Kyaw Shwe is among millions of farmers in Myanmar who have benefited from one of the world's most rapid proliferations of mobile phones, and with them, apps that provide once-isolated and impoverished rural communities with everything from weather reports to crop prices at the nearest market -- or even in another continent.

While they are still being refined and expanded, these agri-mobile apps to boost production and farm income are likely to have wide-ranging impact in Myanmar, where agriculture forms the backbone of the economy, employing more than 60% of the workforce and accounting for nearly 40% of gross domestic product, according to the World Bank.

Despite their recent launch, the agri-apps have already spread into almost every corner of the country, even to villages lacking mains electricity, where phone users rely on solar power connections for charging. 

Kyaw Shwe demonstrates how agri-mobile apps have helped in farming his rice fields. (Photo by Denis D. Gray)

Kyaw Shwe demonstrates how agri-mobile apps have helped in farming his rice fields. (Photo by Denis D. Gray)

Erwin Sikma, a Dutch national who lives in Myanmar, developed Golden Paddy, an online platform providing services to smallholder farmers though an app, website and Facebook. Sikma said the platform reaches nearly 3 million farmers a month, with about 1,500 registering for the app every week.
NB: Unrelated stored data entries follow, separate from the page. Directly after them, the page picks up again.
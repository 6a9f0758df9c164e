//! splitledger - shared expenses for groups, from the terminal
//!
//! Members form groups, log shared expenses (split equally or by explicit
//! shares) and record payments they make to each other. The ledger engine
//! turns those records into a net balance per member and a short list of
//! transfers that would settle everyone up.
//!
//! # Architecture
//!
//! The crate is organized into the following modules:
//!
//! - `engine`: Balance aggregation and settlement planning (pure, no I/O)
//! - `models`: Core data models (members, groups, expenses, payments, money)
//! - `services`: Business rules and validation on top of storage
//! - `storage`: JSON file storage layer
//! - `config`: Configuration and path management
//! - `display`: Terminal tables
//! - `export`: JSON, YAML and CSV balance reports
//! - `cli`: Command handlers for the `splitledger` binary
//! - `logging`: Tracing subscriber setup
//! - `error`: Custom error types
//!
//! # Example
//!
//! ```rust,ignore
//! use splitledger::config::{paths::LedgerPaths, settings::Settings};
//! use splitledger::services::LedgerService;
//! use splitledger::storage::Storage;
//!
//! let paths = LedgerPaths::new()?;
//! let settings = Settings::load_or_create(&paths)?;
//! let mut storage = Storage::new(paths)?;
//! storage.load_all()?;
//! let report = LedgerService::with_settings(&storage, &settings).report(&group_id)?;
//! ```

pub mod cli;
pub mod config;
pub mod display;
pub mod engine;
pub mod error;
pub mod export;
pub mod logging;
pub mod models;
pub mod services;
pub mod storage;

pub use error::{LedgerError, LedgerResult};
//! Expense and payment display formatting
//!
//! Member ids are shown by name when the member is known, otherwise by id.

use tabled::settings::object::Columns;
use tabled::settings::{Alignment, Modify, Style};
use tabled::{Table, Tabled};

use crate::models::{Expense, Member, MemberId, Payment, SplitMode};

#[derive(Tabled)]
struct ExpenseRow {
    #[tabled(rename = "ID")]
    id: String,
    #[tabled(rename = "Date")]
    date: String,
    #[tabled(rename = "Description")]
    description: String,
    #[tabled(rename = "Amount")]
    amount: String,
    #[tabled(rename = "Paid by")]
    paid_by: String,
    #[tabled(rename = "Split")]
    split: String,
}

#[derive(Tabled)]
struct PaymentRow {
    #[tabled(rename = "ID")]
    id: String,
    #[tabled(rename = "Date")]
    date: String,
    #[tabled(rename = "From")]
    from: String,
    #[tabled(rename = "To")]
    to: String,
    #[tabled(rename = "Amount")]
    amount: String,
    #[tabled(rename = "Note")]
    note: String,
}

fn name_of(members: &[Member], id: &MemberId) -> String {
    members
        .iter()
        .find(|m| &m.id == id)
        .map(|m| m.name.clone())
        .unwrap_or_else(|| id.to_string())
}

fn describe_split(expense: &Expense, members: &[Member], currency_symbol: &str) -> String {
    match expense.split_mode() {
        SplitMode::Equal => {
            let names: Vec<String> = expense
                .split_among
                .iter()
                .map(|id| name_of(members, id))
                .collect();
            format!("equal: {}", names.join(", "))
        }
        SplitMode::Custom => {
            let shares: Vec<String> = expense
                .splits
                .iter()
                .map(|s| {
                    format!(
                        "{} {}",
                        name_of(members, &s.member_id),
                        s.amount.format_with_symbol(currency_symbol)
                    )
                })
                .collect();
            shares.join(", ")
        }
    }
}

/// Format a group's expenses as a table
pub fn format_expense_list(expenses: &[Expense], members: &[Member], currency_symbol: &str) -> String {
    if expenses.is_empty() {
        return "No expenses recorded.".to_string();
    }

    let rows: Vec<ExpenseRow> = expenses
        .iter()
        .map(|e| ExpenseRow {
            id: e.id.short(),
            date: e.created_at.format("%Y-%m-%d").to_string(),
            description: e.description.clone(),
            amount: e.amount.format_with_symbol(currency_symbol),
            paid_by: name_of(members, &e.paid_by),
            split: describe_split(e, members, currency_symbol),
        })
        .collect();

    Table::new(rows)
        .with(Style::psql())
        .with(Modify::new(Columns::single(3)).with(Alignment::right()))
        .to_string()
}

/// Format a group's payments as a table
pub fn format_payment_list(payments: &[Payment], members: &[Member], currency_symbol: &str) -> String {
    if payments.is_empty() {
        return "No payments recorded.".to_string();
    }

    let rows: Vec<PaymentRow> = payments
        .iter()
        .map(|p| PaymentRow {
            id: p.id.short(),
            date: p.created_at.format("%Y-%m-%d").to_string(),
            from: name_of(members, &p.from),
            to: name_of(members, &p.to),
            amount: p.amount.format_with_symbol(currency_symbol),
            note: p.note.clone(),
        })
        .collect();

    Table::new(rows)
        .with(Style::psql())
        .with(Modify::new(Columns::single(4)).with(Alignment::right()))
        .to_string()
}

#[cfg(test)]
mod tests {
    use super::*;
    use crate::models::{GroupId, Money, Split};

    fn members() -> Vec<Member> {
        vec![Member::with_id("a", "Asha"), Member::with_id("b", "Ben")]
    }

    #[test]
    fn test_expense_list() {
        let equal = Expense::equal(
            GroupId::from("g"),
            "Dinner",
            Money::from_cents(10_000),
            "a",
            vec![MemberId::from("a"), MemberId::from("b")],
        );
        let custom = Expense::custom(
            GroupId::from("g"),
            "Cab",
            Money::from_cents(900),
            "b",
            vec![
                Split::new("a", Money::from_cents(300)),
                Split::new("x", Money::from_cents(600)),
            ],
        );

        let table = format_expense_list(&[equal, custom], &members(), "$");
        assert!(table.contains("Dinner"));
        assert!(table.contains("$100.00"));
        assert!(table.contains("equal: Asha, Ben"));
        assert!(table.contains("Asha $3.00, x $6.00"));
    }

    #[test]
    fn test_payment_list() {
        let payment = Payment::new(GroupId::from("g"), "b", "a", Money::from_cents(5_000))
            .with_note("Settled up");
        let table = format_payment_list(&[payment], &members(), "₹");
        assert!(table.contains("Ben"));
        assert!(table.contains("₹50.00"));
        assert!(table.contains("Settled up"));
    }

    #[test]
    fn test_empty_lists() {
        assert_eq!(format_expense_list(&[], &[], "$"), "No expenses recorded.");
        assert_eq!(format_payment_list(&[], &[], "$"), "No payments recorded.");
    }
}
Users are asked to give their locations, details of the crops they grow and other information to help Impact Terra, Sikma's social enterprise, to customize the service.

"This shows the farmers are connected and engaged, but there is still a long way to go to make the services more useful, so they are empowered to act on the information effectively,'' Sikma said. ''The first signs are very positive.''

Like children everywhere, this Burmese boy can't get enough of his parents' mobile telephone. (Photo by Denis D. Gray)

Like children everywhere, this Burmese boy can't get enough of his parents' mobile telephone. (Photo by Denis D. Gray)

Kyaw Shwe, who owns extensive rice fields nearby, said checking his smartphone several times a day has yielded multiple benefits -- from the best prices for his rice and agricultural equipment to real time weather forecasts. "If I find there is a storm coming I will stop seeding until it passes,'' he said.

Using agricultural applications, YouTube, Google search and Facebook, the 57-year-old father of four has also found details of available bank loans, information on pesticides law, and -- perhaps most vital of all -- optimal techniques for the delicate balance between seeds, fertilizers and pesticides that ensures bountiful harvests. Recently, he learned about research at a Myanmar university into a new rice variety that could double summer crop yields.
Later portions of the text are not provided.